Furthermore, we considered no-tillage to be suitable for arable production under arid conditions (Kassam et al., 2009; Pittelkow et al., 2015), because of less aeration, more stable pores, and soil aggregates compared to soils managed with conventional tillage. In CA systems, the evapotranspiration is additionally reduced by a continuous biomass cover of at least 30 % of the soil surface, which promotes yield stability in drought-prone production environments.
As a last allocation criterion, CA was regarded as suitable for crop production in areas with elevated erosion levels. Basso et al. (2006) find that farmers may make use of green or residue cover to protect the soil surface during high-intensity rainfall events. Our mapping rule too is in line with the finding of Kassam et al. (2009) stating that wind and water erosion were major drivers of CA adoption in Canada, Brazil, and the USA. According to Schmitz et al. (2015) and Govaerts et al. (2009), Asian and African agricultural producers could also benefit from the positive effects of CA in erosion-prone areas.

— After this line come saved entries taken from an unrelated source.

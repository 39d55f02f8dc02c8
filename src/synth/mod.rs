//! The synthesis pipeline.
//!
//! [`OceanSynth`] owns a configuration and renders complete buffers:
//! validate parameters, build the harmonic weight table, accumulate the
//! swell, transient, and ambient layers, then run the spatial, enhancement,
//! and dynamics passes. Data flows strictly forward; each layer draws from
//! its own seeded random stream so layers stay independently reproducible.

pub mod harmonics;
pub mod primitives;
pub mod rng;

use crate::config::OceanConfig;
use crate::dsp::{dynamics, spatial};
use crate::engine::AudioBuffer;
use crate::error::{PelagosError, Result};
use crate::layers::{ambient, events, swell};
use crate::layers::{GullCall, TidalPool, WaveBreak};
use harmonics::HarmonicWeightTable;
use rng::Stream;

/// Ocean soundscape synthesizer.
#[derive(Debug, Clone, Default)]
pub struct OceanSynth {
    config: OceanConfig,
}

impl OceanSynth {
    pub fn new(config: OceanConfig) -> Self {
        Self { config }
    }

    pub fn config(&self) -> &OceanConfig {
        &self.config
    }

    /// Render one complete soundscape buffer.
    ///
    /// Output length is exactly `round(sample_rate · duration_seconds)` and
    /// every sample lies in `[-1, 1]`. Non-positive parameters fail with
    /// `InvalidParameter` before any buffer is allocated.
    pub fn render(&self, sample_rate: u32, duration_seconds: f64) -> Result<AudioBuffer> {
        if sample_rate == 0 {
            return Err(PelagosError::InvalidParameter {
                name: "sample_rate",
                value: 0.0,
            });
        }
        if !duration_seconds.is_finite() || duration_seconds <= 0.0 {
            return Err(PelagosError::InvalidParameter {
                name: "duration_seconds",
                value: duration_seconds,
            });
        }

        let num_samples = (sample_rate as f64 * duration_seconds).round() as usize;
        let master_seed = self.config.seed.unwrap_or_else(rng::entropy_seed);

        log::info!(
            "rendering {duration_seconds}s at {sample_rate} Hz ({num_samples} samples), seed {master_seed}"
        );

        let mut table_rng = rng::create_stream(master_seed, Stream::Harmonics);
        let table =
            HarmonicWeightTable::build(swell::SWELL_FREQUENCIES.len(), &mut table_rng);

        let mut buffer = AudioBuffer::silent(num_samples, sample_rate);

        swell::render(
            &mut buffer,
            &table,
            &mut rng::create_stream(master_seed, Stream::Swell),
        );
        events::render_events(
            &WaveBreak::new(self.config.break_density),
            &mut buffer,
            &mut rng::create_stream(master_seed, Stream::WaveBreaks),
        );
        events::render_events(
            &TidalPool::new(self.config.pool_density),
            &mut buffer,
            &mut rng::create_stream(master_seed, Stream::TidalPool),
        );
        events::render_events(
            &GullCall::new(self.config.gull_probability),
            &mut buffer,
            &mut rng::create_stream(master_seed, Stream::GullCalls),
        );
        ambient::render_underwater(
            &mut buffer,
            &mut rng::create_stream(master_seed, Stream::Underwater),
        );
        ambient::render_wind(
            &mut buffer,
            &mut rng::create_stream(master_seed, Stream::Wind),
        );

        spatial::spatial_modulation(&mut buffer);
        spatial::enhance(&mut buffer, &table);
        dynamics::process(&mut buffer);

        log::debug!(
            "render complete: peak {:.3}, rms {:.1} dB",
            buffer.peak(),
            buffer.rms_db()
        );
        Ok(buffer)
    }
}

/// Generate an ocean soundscape with the default scene configuration and an
/// entropy-drawn seed. The single entry point for callers that do not need
/// configuration: returns the raw sample sequence.
pub fn generate_ocean_soundscape(sample_rate: u32, duration_seconds: f64) -> Result<Vec<f32>> {
    let synth = OceanSynth::new(OceanConfig::default());
    Ok(synth.render(sample_rate, duration_seconds)?.into_samples())
}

2.4.2 Logit model for downscaling national CA
Cropland, field size, water erosion, and aridity data per grid cell are used as predictors determining the spatial distribution of national reported CA area within a country (Fig. S4.1–4). We developed a logit model to transform and combine these four spatial predictors into probability values per grid cell, indicating the likelihood of CA area occurrence. The logit model was chosen because different ranges of the spatial predictor datasets are made comparable at equal weights without losing much detail.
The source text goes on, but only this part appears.